### What this task involves
Once the records have been read, set every one down as it stands.

(Record set begins)

//! Route table.

use std::sync::Arc;

use axum::{
    routing::{get, post},
    Extension, Router,
};
use tower_http::{compression::CompressionLayer, cors::CorsLayer, trace::TraceLayer};

use crate::handlers;
use crate::state::AppState;

pub fn build_router(state: Arc<AppState>) -> Router {
    Router::new()
        // Query surface
        .route("/query/ping", get(handlers::query::ping_handler))
        .route("/query/weather/:iata", get(handlers::query::weather_handler))
        .route(
            "/query/weather/:iata/:radius",
            get(handlers::query::weather_radius_handler),
        )
        // Collection surface
        .route("/collect/ping", get(handlers::collect::ping_handler))
        .route(
            "/collect/weather/:iata/:point_type",
            post(handlers::collect::update_weather_handler),
        )
        .route(
            "/collect/airports",
            get(handlers::collect::list_airports_handler),
        )
        .route(
            "/collect/airport/:iata",
            get(handlers::collect::get_airport_handler)
                .delete(handlers::collect::delete_airport_handler),
        )
        .route(
            "/collect/airport/:iata/:lat/:long",
            post(handlers::collect::add_airport_handler),
        )
        .route("/collect/exit", get(handlers::collect::exit_handler))
        // Health and metrics
        .route("/health", get(handlers::health::health_handler))
        .route("/ready", get(handlers::health::ready_handler))
        .route("/metrics", get(handlers::health::metrics_handler))
        .route("/status", get(handlers::health::status_handler))
        // Middleware
        .layer(Extension(state))
        .layer(TraceLayer::new_for_http())
        .layer(CompressionLayer::new())
        .layer(CorsLayer::permissive())
}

(Record set ends)

### Answer space
//! Route table.

use std::sync::Arc;

use axum::{
    routing::{get, post},
    Extension, Router,
};
use tower_http::{compression::CompressionLayer, cors::CorsLayer, trace::TraceLayer};

use crate::handlers;
use crate::state::AppState;

pub fn build_router(state: Arc<AppState>) -> Router {
    Router::new()
        // Query surface
        .route("/query/ping", get(handlers::query::ping_handler))
        .route("/query/weather/:iata", get(handlers::query::weather_handler))
        .route(
            "/query/weather/:iata/:radius",
            get(handlers::query::weather_radius_handler),
        )
        // Collection surface
        .route("/collect/ping", get(handlers::collect::ping_handler))
        .route(
            "/collect/weather/:iata/:point_type",
            post(handlers::collect::update_weather_handler),
        )
        .route(
            "/collect/airports",
            get(handlers::collect::list_airports_handler),
        )
        .route(
            "/collect/airport/:iata",
            get(handlers::collect::get_airport_handler)
                .delete(handlers::collect::delete_airport_handler),
        )
        .route(
            "/collect/airport/:iata/:lat/:long",
            post(handlers::collect::add_airport_handler),
        )
        .route("/collect/exit", get(handlers::collect::exit_handler))
        // Health and metrics
        .route("/health", get(handlers::health::health_handler))
        .route("/ready", get(handlers::health::ready_handler))
        .route("/metrics", get(handlers::health::metrics_handler))
        .route("/status", get(handlers::health::status_handler))
        // Middleware
        .layer(Extension(state))
        .layer(TraceLayer::new_for_http())
        .layer(CompressionLayer::new())
        .layer(CorsLayer::permissive())
}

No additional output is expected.